### Exercise brief
Which lines below mention "autre"? Pick each one out.

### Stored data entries
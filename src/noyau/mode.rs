// src/noyau/mode.rs
//
// Mode d'angle + réécriture degrés en deux phases.
//
// Le piège classique : substituer naïvement sin(x) par sin(x·π/180) fait
// re-matcher la règle sur son propre produit, indéfiniment. D'où :
// - Phase 1 (marquage) : sin/cos/tan deviennent SinDeg/CosDeg/TanDeg,
//   remontée bottom-up, argument intact, zéro arithmétique.
// - Phase 2 (résolution) : f_deg(arg) devient f(arg·(π/180)) avec des nœuds
//   neufs ; les sin/cos/tan réels n'apparaissent qu'en sortie de phase et ne
//   sont jamais revisités.
// - Les réciproques (asin/acos/atan) rendent un angle : on enveloppe le
//   RÉSULTAT, f(arg) devient f(arg)/(π/180), directement en phase 2 — elles
//   ne sont pas structurellement ambiguës avec leur propre sortie, pas
//   besoin de marquage.

use std::str::FromStr;

use num_bigint::BigInt;
use num_rational::BigRational;

use super::erreur::ErreurNoyau;
use super::expr::Expr;
use super::symboles::{Constante, Fonction};

/// Mode d'angle courant. RAD par défaut.
#[derive(Clone, Copy, Debug, Default, PartialEq, Eq)]
pub enum Mode {
    Deg,
    #[default]
    Rad,
}

impl FromStr for Mode {
    type Err = ErreurNoyau;

    fn from_str(s: &str) -> Result<Self, Self::Err> {
        match s.trim().to_ascii_uppercase().as_str() {
            "DEG" => Ok(Mode::Deg),
            "RAD" => Ok(Mode::Rad),
            autre => Err(ErreurNoyau::evaluation(format!(
                "unknown angle mode '{autre}'"
            ))),
        }
    }
}

/// Transformation de mode : identité en RAD, réécriture deux phases en DEG.
/// Pure, sans échec ; la forme de l'arbre hors des sous-arbres trig est
/// préservée.
pub fn applique_mode(expr: Expr, mode: Mode) -> Expr {
    match mode {
        Mode::Rad => expr,
        Mode::Deg => resous_marques(marque_trig(expr)),
    }
}

/// π/180, construit neuf à chaque insertion (l'arbre reste un arbre).
fn facteur_conversion() -> Expr {
    Expr::Div(
        Box::new(Expr::Constante(Constante::Pi)),
        Box::new(Expr::Nombre(BigRational::from_integer(BigInt::from(180)))),
    )
}

/// Phase 1 : étiquette sin/cos/tan, bottom-up, sans arithmétique.
fn marque_trig(expr: Expr) -> Expr {
    use Expr::*;

    match expr {
        Appel(f, x) => {
            let x = marque_trig(*x);
            let f = match f {
                Fonction::Sin => Fonction::SinDeg,
                Fonction::Cos => Fonction::CosDeg,
                Fonction::Tan => Fonction::TanDeg,
                autre => autre,
            };
            Appel(f, Box::new(x))
        }

        Neg(x) => Neg(Box::new(marque_trig(*x))),

        Add(a, b) => Add(Box::new(marque_trig(*a)), Box::new(marque_trig(*b))),
        Sub(a, b) => Sub(Box::new(marque_trig(*a)), Box::new(marque_trig(*b))),
        Mul(a, b) => Mul(Box::new(marque_trig(*a)), Box::new(marque_trig(*b))),
        Div(a, b) => Div(Box::new(marque_trig(*a)), Box::new(marque_trig(*b))),
        Pow(a, b) => Pow(Box::new(marque_trig(*a)), Box::new(marque_trig(*b))),
        Mod(a, b) => Mod(Box::new(marque_trig(*a)), Box::new(marque_trig(*b))),

        Nombre(_) | Constante(_) | Var(_) => expr,
    }
}

/// Phase 2 : résout les étiquettes (argument converti) et enveloppe les
/// réciproques (résultat converti). Bottom-up : les nœuds produits ici ne
/// sont jamais revisités.
fn resous_marques(expr: Expr) -> Expr {
    use Expr::*;

    match expr {
        Appel(f, x) => {
            let x = resous_marques(*x);
            match f {
                Fonction::SinDeg | Fonction::CosDeg | Fonction::TanDeg => {
                    let reel = match f {
                        Fonction::SinDeg => Fonction::Sin,
                        Fonction::CosDeg => Fonction::Cos,
                        _ => Fonction::Tan,
                    };
                    // f_deg(arg) => f(arg × (π/180))
                    Appel(
                        reel,
                        Box::new(Mul(Box::new(x), Box::new(facteur_conversion()))),
                    )
                }

                Fonction::Asin | Fonction::Acos | Fonction::Atan => {
                    // f(arg) => f(arg) ÷ (π/180)
                    Div(
                        Box::new(Appel(f, Box::new(x))),
                        Box::new(facteur_conversion()),
                    )
                }

                autre => Appel(autre, Box::new(x)),
            }
        }

        Neg(x) => Neg(Box::new(resous_marques(*x))),

        Add(a, b) => Add(Box::new(resous_marques(*a)), Box::new(resous_marques(*b))),
        Sub(a, b) => Sub(Box::new(resous_marques(*a)), Box::new(resous_marques(*b))),
        Mul(a, b) => Mul(Box::new(resous_marques(*a)), Box::new(resous_marques(*b))),
        Div(a, b) => Div(Box::new(resous_marques(*a)), Box::new(resous_marques(*b))),
        Pow(a, b) => Pow(Box::new(resous_marques(*a)), Box::new(resous_marques(*b))),
        Mod(a, b) => Mod(Box::new(resous_marques(*a)), Box::new(resous_marques(*b))),

        Nombre(_) | Constante(_) | Var(_) => expr,
    }
}

#[cfg(test)]
mod tests {
    use super::*;
    use crate::noyau::rpn::analyse;

    fn nb(n: i64) -> Expr {
        Expr::Nombre(BigRational::from_integer(BigInt::from(n)))
    }

    fn appel(f: Fonction, x: Expr) -> Expr {
        Expr::Appel(f, Box::new(x))
    }

    fn mul(a: Expr, b: Expr) -> Expr {
        Expr::Mul(Box::new(a), Box::new(b))
    }

    fn div(a: Expr, b: Expr) -> Expr {
        Expr::Div(Box::new(a), Box::new(b))
    }

    fn conv() -> Expr {
        div(Expr::Constante(Constante::Pi), nb(180))
    }

    #[test]
    fn rad_est_l_identite() {
        let e = analyse("sin(cos(30))+2").unwrap();
        assert_eq!(applique_mode(e.clone(), Mode::Rad), e);
    }

    #[test]
    fn deg_enveloppe_l_argument_trig() {
        let e = analyse("sin(30)").unwrap();
        assert_eq!(
            applique_mode(e, Mode::Deg),
            appel(Fonction::Sin, mul(nb(30), conv()))
        );
    }

    #[test]
    fn deg_enveloppe_le_resultat_des_reciproques() {
        let e = analyse("asin(1)").unwrap();
        assert_eq!(
            applique_mode(e, Mode::Deg),
            div(appel(Fonction::Asin, nb(1)), conv())
        );
    }

    #[test]
    fn deg_compose_en_profondeur() {
        // sin(cos(30)) : les deux appels sont convertis, l'interne d'abord
        let e = analyse("sin(cos(30))").unwrap();
        let interne = appel(Fonction::Cos, mul(nb(30), conv()));
        assert_eq!(
            applique_mode(e, Mode::Deg),
            appel(Fonction::Sin, mul(interne, conv()))
        );
    }

    #[test]
    fn deg_ne_touche_pas_le_reste_de_l_arbre() {
        let e = analyse("1+2*3^4").unwrap();
        assert_eq!(applique_mode(e.clone(), Mode::Deg), e);
    }

    #[test]
    fn deg_ne_reboucle_pas_sur_sa_sortie() {
        // une double application n'explose pas : la seconde ré-enveloppe
        // proprement (un seul niveau de plus), preuve qu'aucune règle ne
        // matche sa propre sortie pendant une passe
        let e = analyse("sin(30)").unwrap();
        let une_fois = applique_mode(e, Mode::Deg);
        let attendu = appel(
            Fonction::Sin,
            mul(mul(nb(30), conv()), conv()),
        );
        assert_eq!(applique_mode(une_fois, Mode::Deg), attendu);
    }

    #[test]
    fn analyse_du_mode_depuis_la_surface() {
        assert_eq!("DEG".parse::<Mode>().unwrap(), Mode::Deg);
        assert_eq!("rad".parse::<Mode>().unwrap(), Mode::Rad);
        assert!("GRAD".parse::<Mode>().is_err());
    }
}
/// sqrt(r) en entier scalé : floor( sqrt(r) × 10^digits ), r = n/d ≥ 0.
fn rational_sqrt_scaled(r: &BigRational, digits: usize) -> BigInt {
    let n = r.numer().clone();
    let d = r.denom().clone();

    if n.is_zero() {
        return BigInt::zero();
    }

    // On veut y ≈ sqrt(n/d) × 10^digits
    // => y² ≈ (n × 10^(2·digits)) / d
    let scale2 = pow10(2 * digits);
    let cible = n * scale2;

    // point de départ
    let mut y = pow10(digits);
    if y.is_zero() {
        y = BigInt::one();
    }

    // Newton sur y pour sqrt(cible/d)
    loop {
        let denom = &d * &y;
        if denom.is_zero() {
            break;
        }

        let q = &cible / denom;
        let y_next = (&y + q) >> 1;

        if y_next == y || y_next == (&y - 1u32) {
            // ajustement final (floor)
            let mut y_adj = y_next;

            while (&y_adj + 1u32) * (&y_adj + 1u32) * &d <= cible {
                y_adj += 1u32;
            }
            while &y_adj * &y_adj * &d > cible {
                y_adj -= 1u32;
            }
            return y_adj;
        }

        y = y_next;
    }

    y
}

/* ------------------------ exp ------------------------ */

pub fn exp_rationnel(x: &BigRational, digits: usize) -> Resultat<BigRational> {
    if x.abs() > BigRational::from_integer(BigInt::from(BORNE_EXPOSANT)) {
        return Err(ErreurNoyau::evaluation("exponent magnitude too large"));
    }

    let extra = EXTRA;
    let dt = digits + extra;
    let scale = pow10(dt);

    let mut v = rational_scaled(x, dt);

    // réduction : e^x = (e^(x/2^m))^(2^m), avec |x/2^m| < 1
    let mut m: u32 = 0;
    while v.abs() >= scale {
        v >>= 1;
        m += 1;
    }

    // série e^v = Σ v^n / n!
    let mut somme = BigInt::zero();
    let mut terme = scale.clone();
    let mut n: u64 = 0;
    while !terme.is_zero() {
        somme += &terme;
        n += 1;
        terme = (&terme * &v) / &scale / BigInt::from(n);
    }

    // défait la réduction par élévations au carré
    for _ in 0..m {
        somme = (&somme * &somme) / &scale;
    }

    Ok(scaled_to_rational(somme / pow10(extra), digits))
}

/* ------------------------ ln ------------------------ */

pub fn ln_rationnel(x: &BigRational, digits: usize) -> Resultat<BigRational> {
    if !x.is_positive() {
        return Err(ErreurNoyau::evaluation(
            "logarithm of a non-positive number",
        ));
    }

    let dt = digits + EXTRA;
    let scale = pow10(dt);

    // ln(n/d) = ln n − ln d, n et d entiers ≥ 1
    let ln_num = ln_entier_scaled(x.numer(), &scale, dt);
    let ln_den = ln_entier_scaled(x.denom(), &scale, dt);

    Ok(scaled_to_rational((ln_num - ln_den) / pow10(EXTRA), digits))
}

/// ln(n) pour un entier n ≥ 1, en échelle : réduction n = 2^k·m avec
/// m ∈ [1, 2), puis ln(m) = 2·atanh((m−1)/(m+1)) (|z| ≤ 1/3).
fn ln_entier_scaled(n: &BigInt, scale: &BigInt, dt: usize) -> BigInt {
    let mut v = n * scale;
    let mut k: i64 = 0;

    // réduction grossière par décalage binaire (n peut être énorme)
    let bits_scale = scale.bits();
    if v.bits() > bits_scale + 1 {
        let shift = (v.bits() - bits_scale - 1) as usize;
        v >>= shift;
        k += shift as i64;
    }
    // ajustement fin dans [scale, 2·scale)
    let deux_scale = scale + scale;
    while v >= deux_scale {
        v >>= 1;
        k += 1;
    }
    while v < *scale {
        v <<= 1;
        k -= 1;
    }

    // z = (m−1)/(m+1) en échelle
    let zs = ((&v - scale) * scale) / (&v + scale);
    let zz = (&zs * &zs) / scale;

    let mut somme = zs.clone();
    let mut p = zs;
    let mut j: u64 = 1;
    loop {
        p = (&p * &zz) / scale;
        let terme = &p / BigInt::from(2 * j + 1);
        if terme.is_zero() {
            break;
        }
        somme += terme;
        j += 1;
    }

    BigInt::from(2) * somme + BigInt::from(k) * ln2_scaled_cached(dt)
}

/* ------------------------ sin / cos / tan ------------------------ */

/// La réduction modulo 2π coûte autant de chiffres de garde que l'argument
/// a de chiffres entiers : au-delà de cette borne on refuse net.
const CHIFFRES_ENTIERS_TRIG_MAX: usize = 100;

fn chiffres_entiers(x: &BigRational) -> usize {
    x.to_integer().abs().to_string().len()
}

fn verifie_amplitude_trig(x: &BigRational) -> Resultat<()> {
    if chiffres_entiers(x) > CHIFFRES_ENTIERS_TRIG_MAX {
        return Err(ErreurNoyau::evaluation("trigonometric argument too large"));
    }
    Ok(())
}

pub fn sin_rationnel(x: &BigRational, digits: usize) -> Resultat<BigRational> {
    verifie_amplitude_trig(x)?;
    Ok(scaled_to_rational(sin_cos_scaled(x, digits, false), digits))
}

pub fn cos_rationnel(x: &BigRational, digits: usize) -> Resultat<BigRational> {
    verifie_amplitude_trig(x)?;
    Ok(scaled_to_rational(sin_cos_scaled(x, digits, true), digits))
}

pub fn tan_rationnel(x: &BigRational, digits: usize) -> Resultat<BigRational> {
    verifie_amplitude_trig(x)?;
    let s = sin_cos_scaled(x, digits, false);
    let c = sin_cos_scaled(x, digits, true);
    if c.is_zero() {
        // le cosinus s'annule à la précision de travail : asymptote
        return Err(ErreurNoyau::evaluation("tangent undefined at this angle"));
    }
    Ok(BigRational::new(s, c))
}
// src/noyau/rpn.rs
//
// Shunting-yard -> RPN -> AST
// Objectif :
// - Convertir une suite de Jeton en RPN (postfix)
// - Puis reconstruire Expr en passant par la table de symboles
//
// Règles :
// - Ident(nom) :
//    - si la table le connaît comme fonction => fonction unaire (postfixée en RPN)
//    - si la table le connaît comme constante => atome
//    - si c'est la variable admise (échantillonneur) => Expr::Var
//    - sinon => erreur de syntaxe
// - Moins unaire :
//    - si '-' arrive quand on n'attend PAS une valeur, il devient MoinsUnaire
//      (préfixe, ne dépile rien) et construit Expr::Neg
//    - il lie plus fort que ^ : -2^2 se lit (-2)^2
//
// NOTE :
// - Les fonctions sont traitées comme des opérateurs “collés” à leur argument
//   et sont sorties après la parenthèse fermante.

use super::erreur::{ErreurNoyau, Resultat};
use super::expr::Expr;
use super::jetons::{decoupe, insere_mult_implicite, pretraite, Jeton};
use super::symboles::{constante_depuis_nom, fonction_depuis_nom};

fn precedence(j: &Jeton) -> i32 {
    match j {
        Jeton::Plus | Jeton::Moins => 1,
        Jeton::Etoile | Jeton::Barre | Jeton::Pourcent => 2,
        Jeton::Caret => 3,
        Jeton::MoinsUnaire => 4,
        _ => 0,
    }
}

fn is_right_associative(j: &Jeton) -> bool {
    matches!(j, Jeton::Caret)
}

fn est_fonction(nom: &str) -> bool {
    fonction_depuis_nom(nom).is_some()
}

/// Analyse complète : prétraitement -> jetons -> mult implicite -> RPN -> Expr.
/// Aucun identifiant libre n'est admis (contrat du moteur).
pub fn analyse(texte: &str) -> Resultat<Expr> {
    analyse_avec_variable(texte, None)
}

/// Variante pour l'échantillonneur de courbes : exactement un identifiant
/// (le nom donné) est admis comme variable.
pub fn analyse_avec_variable(texte: &str, variable: Option<&str>) -> Resultat<Expr> {
    let source = pretraite(texte);
    let jetons = insere_mult_implicite(decoupe(&source)?);
    let rpn = to_rpn(&jetons)?;
    from_rpn(&rpn, variable)
}

/// Convertit une suite de jetons en RPN (notation polonaise inversée).
///
/// Exemple :
///   jetons : [Ident("sin"), ParG, Ident("pi"), Barre, Nombre(2), ParD]
///   rpn    : [Ident("pi"), Nombre(2), Barre, Ident("sin")]
pub fn to_rpn(jetons: &[Jeton]) -> Resultat<Vec<Jeton>> {
    let mut out: Vec<Jeton> = Vec::new();
    let mut ops: Vec<Jeton> = Vec::new();

    // “valeur” = un atome ou une expression fermée.
    // Sert à détecter le moins unaire.
    let mut prev_was_value = false;

    for jeton in jetons.iter().cloned() {
        match jeton {
            Jeton::Nombre(_) => {
                out.push(jeton);
                prev_was_value = true;
            }

            Jeton::Ident(nom) => {
                if est_fonction(&nom) {
                    // fonction : on la garde sur la pile (elle sortira après son argument)
                    ops.push(Jeton::Ident(nom));
                    prev_was_value = false;
                } else {
                    // constante ou variable : sortie directe
                    out.push(Jeton::Ident(nom));
                    prev_was_value = true;
                }
            }

            Jeton::ParG => {
                ops.push(jeton);
                prev_was_value = false;
            }

            Jeton::ParD => {
                // dépile jusqu'à '('
                let mut ouvrante = false;
                while let Some(top) = ops.pop() {
                    if matches!(top, Jeton::ParG) {
                        ouvrante = true;
                        break;
                    }
                    out.push(top);
                }
                if !ouvrante {
                    return Err(ErreurNoyau::syntaxe("parenthèse fermante orpheline"));
                }

                // si une fonction est au sommet, on la sort aussi
                if let Some(Jeton::Ident(nom)) = ops.last() {
                    if est_fonction(nom.as_str()) {
                        out.push(ops.pop().unwrap());
                    }
                }

                prev_was_value = true;
            }

            Jeton::Moins if !prev_was_value => {
                // moins unaire : préfixe, ne dépile rien.
                ops.push(Jeton::MoinsUnaire);
            }

            Jeton::Plus
            | Jeton::Moins
            | Jeton::Etoile
            | Jeton::Barre
            | Jeton::Pourcent
            | Jeton::Caret => {
                // dépile tant que :
                // - on n'est pas bloqué par '('
                // - et on ne traverse pas une fonction (fonction reste collée à son argument)
                // - et la précédence/associativité exige de sortir l'opérateur du haut
                while let Some(top) = ops.last() {
                    if matches!(top, Jeton::ParG) {
                        break;
                    }
                    if let Jeton::Ident(nom) = top {
                        if est_fonction(nom.as_str()) {
                            break;
                        }
                    }

                    let p_top = precedence(top);
                    let p_jeton = precedence(&jeton);

                    let doit_pop = if is_right_associative(&jeton) {
                        p_top > p_jeton
                    } else {
                        p_top >= p_jeton
                    };

                    if doit_pop {
                        out.push(ops.pop().unwrap());
                    } else {
                        break;
                    }
                }

                ops.push(jeton);
                prev_was_value = false;
            }

            Jeton::MoinsUnaire => {
                // jamais produit par la tokenisation
                return Err(ErreurNoyau::syntaxe("jeton interne inattendu"));
            }
        }
    }

    // vide la pile ops
    while let Some(op) = ops.pop() {
        if matches!(op, Jeton::ParG) {
            return Err(ErreurNoyau::syntaxe("parenthèses non fermées"));
        }
        out.push(op);
    }

    Ok(out)
}

/// Construit une Expr à partir d'une RPN.
///
/// `variable` : identifiant admis comme Expr::Var (None pour le moteur).
pub fn from_rpn(rpn: &[Jeton], variable: Option<&str>) -> Resultat<Expr> {
    let mut st: Vec<Expr> = Vec::new();

    for jeton in rpn.iter().cloned() {
        match jeton {
            Jeton::Nombre(r) => st.push(Expr::Nombre(r)),

            Jeton::MoinsUnaire => {
                let x = st
                    .pop()
                    .ok_or_else(|| ErreurNoyau::syntaxe("négation sans opérande"))?;
                st.push(Expr::Neg(Box::new(x)));
            }

            Jeton::Plus
            | Jeton::Moins
            | Jeton::Etoile
            | Jeton::Barre
            | Jeton::Pourcent
            | Jeton::Caret => {
                let b = st
                    .pop()
                    .ok_or_else(|| ErreurNoyau::syntaxe("expression invalide"))?;
                let a = st
                    .pop()
                    .ok_or_else(|| ErreurNoyau::syntaxe("expression invalide"))?;

                let e = match jeton {
                    Jeton::Plus => Expr::Add(Box::new(a), Box::new(b)),
                    Jeton::Moins => Expr::Sub(Box::new(a), Box::new(b)),
                    Jeton::Etoile => Expr::Mul(Box::new(a), Box::new(b)),
                    Jeton::Barre => Expr::Div(Box::new(a), Box::new(b)),
                    Jeton::Pourcent => Expr::Mod(Box::new(a), Box::new(b)),
                    Jeton::Caret => Expr::Pow(Box::new(a), Box::new(b)),
                    _ => unreachable!(),
                };

                st.push(e);
            }

            Jeton::Ident(nom) => {
                if let Some(f) = fonction_depuis_nom(&nom) {
                    let x = st
                        .pop()
                        .ok_or_else(|| ErreurNoyau::syntaxe("fonction sans argument"))?;
                    st.push(Expr::Appel(f, Box::new(x)));
                } else if let Some(c) = constante_depuis_nom(&nom) {
                    st.push(Expr::Constante(c));
                } else if Some(nom.as_str()) == variable {
                    st.push(Expr::Var(nom));
                } else {
                    return Err(ErreurNoyau::syntaxe(format!("identifiant inconnu: '{nom}'")));
                }
            }

            Jeton::ParG | Jeton::ParD => {
                return Err(ErreurNoyau::syntaxe("parenthèse inattendue en RPN"))
            }
        }
    }

    if st.len() != 1 {
        return Err(ErreurNoyau::syntaxe("expression invalide"));
    }
    Ok(st.pop().unwrap())
}

#[cfg(test)]
mod tests {
    use super::*;
    use crate::noyau::symboles::{Constante, Fonction};
    use num_bigint::BigInt;
    use num_rational::BigRational;

    fn nb(n: i64) -> Expr {
        Expr::Nombre(BigRational::from_integer(BigInt::from(n)))
    }

    fn syntaxe_refusee(s: &str) {
        match analyse(s) {
            Err(ErreurNoyau::Syntaxe(_)) => {}
            autre => panic!("attendu une erreur de syntaxe pour {s:?}, obtenu {autre:?}"),
        }
    }

    #[test]
    fn analyse_simple() {
        assert_eq!(
            analyse("2+3").unwrap(),
            Expr::Add(Box::new(nb(2)), Box::new(nb(3)))
        );
    }

    #[test]
    fn appel_de_fonction() {
        assert_eq!(
            analyse("sin(pi/2)").unwrap(),
            Expr::Appel(
                Fonction::Sin,
                Box::new(Expr::Div(
                    Box::new(Expr::Constante(Constante::Pi)),
                    Box::new(nb(2)),
                )),
            )
        );
    }

    #[test]
    fn alias_ln() {
        assert_eq!(
            analyse("ln(2)").unwrap(),
            Expr::Appel(Fonction::Log, Box::new(nb(2)))
        );
    }

    #[test]
    fn mult_implicite_dans_l_analyse() {
        assert_eq!(
            analyse("2sin(3)").unwrap(),
            Expr::Mul(
                Box::new(nb(2)),
                Box::new(Expr::Appel(Fonction::Sin, Box::new(nb(3)))),
            )
        );
    }

    #[test]
    fn puissance_associative_a_droite() {
        // 2^3^2 = 2^(3^2)
        assert_eq!(
            analyse("2^3^2").unwrap(),
            Expr::Pow(
                Box::new(nb(2)),
                Box::new(Expr::Pow(Box::new(nb(3)), Box::new(nb(2)))),
            )
        );
    }

    #[test]
    fn moins_unaire_lie_plus_fort_que_la_puissance() {
        // -2^2 = (-2)^2
        assert_eq!(
            analyse("-2^2").unwrap(),
            Expr::Pow(Box::new(Expr::Neg(Box::new(nb(2)))), Box::new(nb(2)))
        );
        // 2^-3 = 2^(-3)
        assert_eq!(
            analyse("2^-3").unwrap(),
            Expr::Pow(Box::new(nb(2)), Box::new(Expr::Neg(Box::new(nb(3)))))
        );
    }

    #[test]
    fn moins_unaire_devant_fonction() {
        assert_eq!(
            analyse("-sin(3)").unwrap(),
            Expr::Neg(Box::new(Expr::Appel(Fonction::Sin, Box::new(nb(3)))))
        );
    }

    #[test]
    fn soustraction_binaire_reste_binaire() {
        assert_eq!(
            analyse("3-2").unwrap(),
            Expr::Sub(Box::new(nb(3)), Box::new(nb(2)))
        );
        // 3--2 = 3-(-2)
        assert_eq!(
            analyse("3--2").unwrap(),
            Expr::Sub(Box::new(nb(3)), Box::new(Expr::Neg(Box::new(nb(2)))))
        );
    }

    #[test]
    fn erreurs_de_syntaxe() {
        syntaxe_refusee("2+*3");
        syntaxe_refusee("(2+3");
        syntaxe_refusee(")2(");
        syntaxe_refusee("()");
        syntaxe_refusee("sin()");
        syntaxe_refusee("2+");
        syntaxe_refusee("foo(2)");
        syntaxe_refusee("x+1"); // pas de variable admise côté moteur
    }

    #[test]
    fn variable_admise_pour_l_echantillonneur() {
        assert_eq!(
            analyse_avec_variable("x+1", Some("x")).unwrap(),
            Expr::Add(Box::new(Expr::Var("x".into())), Box::new(nb(1)))
        );
        // 2x passe par la multiplication implicite
        assert_eq!(
            analyse_avec_variable("2x", Some("x")).unwrap(),
            Expr::Mul(Box::new(nb(2)), Box::new(Expr::Var("x".into())))
        );
        // mais seul le nom admis passe
        assert!(analyse_avec_variable("y+1", Some("x")).is_err());
    }
}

### Problem solution
            autre => Err(ErreurNoyau::evaluation(format!(
                "unknown angle mode '{autre}'"
                autre => autre,
                autre => Appel(autre, Box::new(x)),
            autre => panic!("attendu une erreur de syntaxe pour {s:?}, obtenu {autre:?}"),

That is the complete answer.